Mampuslah DPR, jika IKN mangkrak. Merekalah yang disalahkan jika proyek ini gagal. Kalau gagal, “bukan salah saya, kan DPR yang setuju,” kira-kira begitu logika yang ingin disampaikan pak Jokowi, eh Mulyono.
Inilah contoh nyata yang disebut premanisme politik. Bukan preman pasar, bukan juga geng motor, tapi preman berkotak-kotak jas di gedung megah. Jika preman di lapangan terminal mengintimidasi pedagang kecil untuk bayar "jasa keamanan", preman di gedung-gedung mewah menekan parlemen dengan kesepakatan rahasia, memaksakan proyek-proyek fantastis yang tak realistis. IKN hanyalah contoh besar dari cara kerja “premanisme legal”.

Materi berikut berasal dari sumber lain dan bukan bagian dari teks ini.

//! Session issuance: mint the token triple and persist Token + TokenInfo.

use anyhow::{anyhow, Context};
use sqlx::{Postgres, Row, Transaction};
use tracing::Instrument;
use uuid::Uuid;

use crate::error::LoginError;

/// Request context recorded in `token_info`.
#[derive(Clone, Debug, Default, PartialEq, Eq)]
pub struct LoginContext {
    pub ip: String,
    pub location: String,
    pub app_id: String,
    pub app_name: String,
    pub os: String,
    pub browser: String,
    /// Audit session from BI; a fresh one is minted when absent.
    pub session: Option<Uuid>,
}

#[derive(Clone, Debug, Default, PartialEq, Eq)]
pub struct TfaSettings {
    pub enabled: bool,
    pub secret: Option<String>,
}

impl TfaSettings {
    /// The secret to verify against, when 2FA is switched on.
    #[must_use]
    pub fn required_secret(&self) -> Option<&str> {
        if !self.enabled {
            return None;
        }
        self.secret
            .as_deref()
            .map(str::trim)
            .filter(|secret| !secret.is_empty())
    }
}

/// Result of a successful login.
#[derive(Clone, Debug, PartialEq, Eq)]
pub struct IssuedSession {
    pub user_id: Uuid,
    pub email: String,
    pub groups: Vec<String>,
    pub session: Uuid,
    pub access_token: Uuid,
    pub logout_token: Uuid,
    pub location: String,
    pub tfa: TfaSettings,
}

/// Verified user handed from a credential check to [`issue`].
#[derive(Clone, Debug, PartialEq, Eq)]
pub(crate) struct VerifiedUser {
    pub user_id: Uuid,
    pub email: String,
    pub groups: Vec<String>,
}

/// Persist a new access token for `user` inside `tx`.
///
/// # Errors
/// Any zero-row insert or a vanished user row yields [`LoginError::Unexpected`].
pub(crate) async fn issue(
    tx: &mut Transaction<'_, Postgres>,
    user: VerifiedUser,
    ctx: &LoginContext,
) -> Result<IssuedSession, LoginError> {
    let access_token = Uuid::new_v4();
    let logout_token = Uuid::new_v4();
    let session = ctx.session.unwrap_or_else(Uuid::new_v4);

    let query = r"
        INSERT INTO tokens (token_id, user_id, expiration)
        VALUES ($1, $2, NOW() + INTERVAL '1000 years')
    ";
    let span = tracing::info_span!(
        "db.query",
        db.system = "postgresql",
        db.operation = "INSERT",
        db.statement = query
    );
    let inserted = sqlx::query(query)
        .bind(access_token)
        .bind(user.user_id)
        .execute(&mut **tx)
        .instrument(span)
        .await
        .context("failed to insert token")?;
    if inserted.rows_affected() == 0 {
        return Err(anyhow!("token insert affected no rows").into());
    }

    let query = r"
        INSERT INTO token_info
            (token_id, user_id, app_id, app_name, ip, location, os, browser, logout_token, session_token)
        VALUES ($1, $2, $3, $4, $5, $6, $7, $8, $9, $10)
    ";
    let span = tracing::info_span!(
        "db.query",
        db.system = "postgresql",
        db.operation = "INSERT",
        db.statement = query
    );
    let inserted = sqlx::query(query)
        .bind(access_token)
        .bind(user.user_id)
        .bind(&ctx.app_id)
        .bind(&ctx.app_name)
        .bind(&ctx.ip)
        .bind(&ctx.location)
        .bind(&ctx.os)
        .bind(&ctx.browser)
        .bind(logout_token)
        .bind(session)
        .execute(&mut **tx)
        .instrument(span)
        .await
        .context("failed to insert token info")?;
    if inserted.rows_affected() == 0 {
        return Err(anyhow!("token_info insert affected no rows").into());
    }

    let query = "SELECT tfa_enabled, tfa_secret FROM users WHERE user_id = $1";
    let span = tracing::info_span!(
        "db.query",
        db.system = "postgresql",
        db.operation = "SELECT",
        db.statement = query
    );
    let row = sqlx::query(query)
        .bind(user.user_id)
        .fetch_optional(&mut **tx)
        .instrument(span)
        .await
        .context("failed to read tfa settings")?
        .ok_or_else(|| anyhow!("user {} vanished during login", user.user_id))?;

    Ok(IssuedSession {
        user_id: user.user_id,
        email: user.email,
        groups: user.groups,
        session,
        access_token,
        logout_token,
        location: ctx.location.clone(),
        tfa: TfaSettings {
            enabled: row.get("tfa_enabled"),
            secret: row.get("tfa_secret"),
        },
    })
}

Masalahnya, ketika nanti proyek ini benar-benar mangkrak, DPR-lah yang akan jadi kambing hitam. Preman politik sudah tahu cara mengelak.
Jokowi mengemasnya dengan apik: "IKN bukan proyek presiden." Seolah-olah dengan kalimat ini, semua beban tanggung jawab bisa dilempar ke pihak lain.
Melihat semua ini, kita jadi berpikir: apakah kita membutuhkan model ala Bukele di Indonesia? Presiden Nayib Bukele dari El Salvador berhasil dengan pendekatan "iron fist", menekan preman-preman geng kriminal hingga ke akar-akarnya.
Tapi, preman politik di Indonesia jauh lebih lihai. Mereka tidak menguasai jalanan, mereka menguasai parlemen, birokrasi, bahkan media.Bukele berhasil karena ia bertindak tegas tanpa kompromi, memutus rantai kekerasan dan intimidasi geng yang menguasai El Salvador. Di sini, tantangannya berbeda. Preman kita tidak hanya beroperasi di pasar gelap, tapi juga di pasar kekuasaan. Mereka punya hubungan langsung dengan elite-elite politik.
Jadi, bisakah _Bukele Model_ diterapkan? Mungkin bisa, tapi butuh sosok presiden yang berani menendang meja perundingan, bukan hanya memindahkan tanggung jawab seperti memainkan catur politik.
Melihat kenyataan bahwa proyek besar seperti IKN mulai terlihat seperti "mangkrak", kita sebaiknya berpikir ulang tentang model-model pembangunan besar-besaran yang hanya didasarkan pada ambisi satu orang. Tidak ada gunanya proyek mewah jika hanya akan berakhir sebagai monumen kegagalan.
Dan lebih buruk lagi, tidak ada gunanya memaksa rakyat menerima proyek-proyek ini, sementara masalah nyata seperti kemiskinan, ketimpangan, dan korupsi tetap merajalela.